## Supplied data
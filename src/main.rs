//! Fleetscrape main entry point
//!
//! Command-line interface for the vehicle-listing batch scraper.

use anyhow::Context;
use clap::Parser;
use fleetscrape::config::{CrawlConfig, DEFAULT_BASE_URL, DEFAULT_WORKERS};
use fleetscrape::crawler::run_pipeline;
use std::path::PathBuf;
use tracing_subscriber::EnvFilter;

/// Fleetscrape: batch scraper for a paginated vehicle-listing site
///
/// Discovers all brands from the entry page, scrapes every listing page of
/// every brand with bounded concurrency, enriches each listing from its
/// detail page, and writes one deduplicated tab-delimited dataset per brand
/// plus a merged global dataset.
#[derive(Parser, Debug)]
#[command(name = "fleetscrape")]
#[command(version = "1.0.0")]
#[command(about = "Scrape a brand-organized vehicle listing site", long_about = None)]
struct Cli {
    /// Output directory for dataset files (e.g. 2026_02_19)
    #[arg(value_name = "OUTPUT_DIR")]
    output_dir: PathBuf,

    /// Number of concurrent page workers
    #[arg(short, long, default_value_t = DEFAULT_WORKERS)]
    workers: usize,

    /// Skip brands whose dataset file already exists
    #[arg(short, long)]
    resume: bool,

    /// Entry URL of the listing site
    #[arg(long, default_value = DEFAULT_BASE_URL)]
    base_url: String,

    /// Increase logging verbosity (-v, -vv, -vvv)
    #[arg(short, long, action = clap::ArgAction::Count)]
    verbose: u8,

    /// Suppress non-error output
    #[arg(short, long, conflicts_with = "verbose")]
    quiet: bool,
}

#[tokio::main]
async fn main() -> anyhow::Result<()> {
    let cli = Cli::parse();

    setup_logging(cli.verbose, cli.quiet);

    let config = CrawlConfig::new(cli.base_url, cli.output_dir, cli.workers, cli.resume);

    tracing::info!(
        "Starting scrape of {} with {} worker(s), resume={}",
        config.base_url,
        config.workers,
        config.resume
    );

    let report = run_pipeline(&config)
        .await
        .context("scrape run aborted")?;

    tracing::info!(
        "Scraping finished: {}/{} brand(s) processed ({} skipped, {} failed)",
        report.brands_processed,
        report.brands_discovered,
        report.brands_skipped,
        report.brands_failed
    );

    Ok(())
}

/// Sets up the logging/tracing subscriber based on verbosity level
fn setup_logging(verbose: u8, quiet: bool) {
    let filter = if quiet {
        EnvFilter::new("error")
    } else {
        match verbose {
            0 => EnvFilter::new("fleetscrape=info,warn"),
            1 => EnvFilter::new("fleetscrape=debug,info"),
            2 => EnvFilter::new("fleetscrape=trace,debug"),
            _ => EnvFilter::new("trace"),
        }
    };

    tracing_subscriber::fmt()
        .with_env_filter(filter)
        .with_target(false)
        .with_thread_ids(false)
        .with_file(false)
        .init();
}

## Goal of the exercise
Return exactly what appears above, from the first line of the entries to the line with "the listing site", inclusive.

## Result
filename src/main.rs
//! Fleetscrape main entry point
//!
//! Command-line interface for the vehicle-listing batch scraper.

use anyhow::Context;
use clap::Parser;
use fleetscrape::config::{CrawlConfig, DEFAULT_BASE_URL, DEFAULT_WORKERS};
use fleetscrape::crawler::run_pipeline;
use std::path::PathBuf;
use tracing_subscriber::EnvFilter;

/// Fleetscrape: batch scraper for a paginated vehicle-listing site
///
/// Discovers all brands from the entry page, scrapes every listing page of
/// every brand with bounded concurrency, enriches each listing from its
/// detail page, and writes one deduplicated tab-delimited dataset per brand
/// plus a merged global dataset.
#[derive(Parser, Debug)]
#[command(name = "fleetscrape")]
#[command(version = "1.0.0")]
#[command(about = "Scrape a brand-organized vehicle listing site", long_about = None)]
struct Cli {
    /// Output directory for dataset files (e.g. 2026_02_19)
    #[arg(value_name = "OUTPUT_DIR")]
    output_dir: PathBuf,

    /// Number of concurrent page workers
    #[arg(short, long, default_value_t = DEFAULT_WORKERS)]
    workers: usize,

    /// Skip brands whose dataset file already exists
    #[arg(short, long)]
    resume: bool,

    /// Entry URL of the listing site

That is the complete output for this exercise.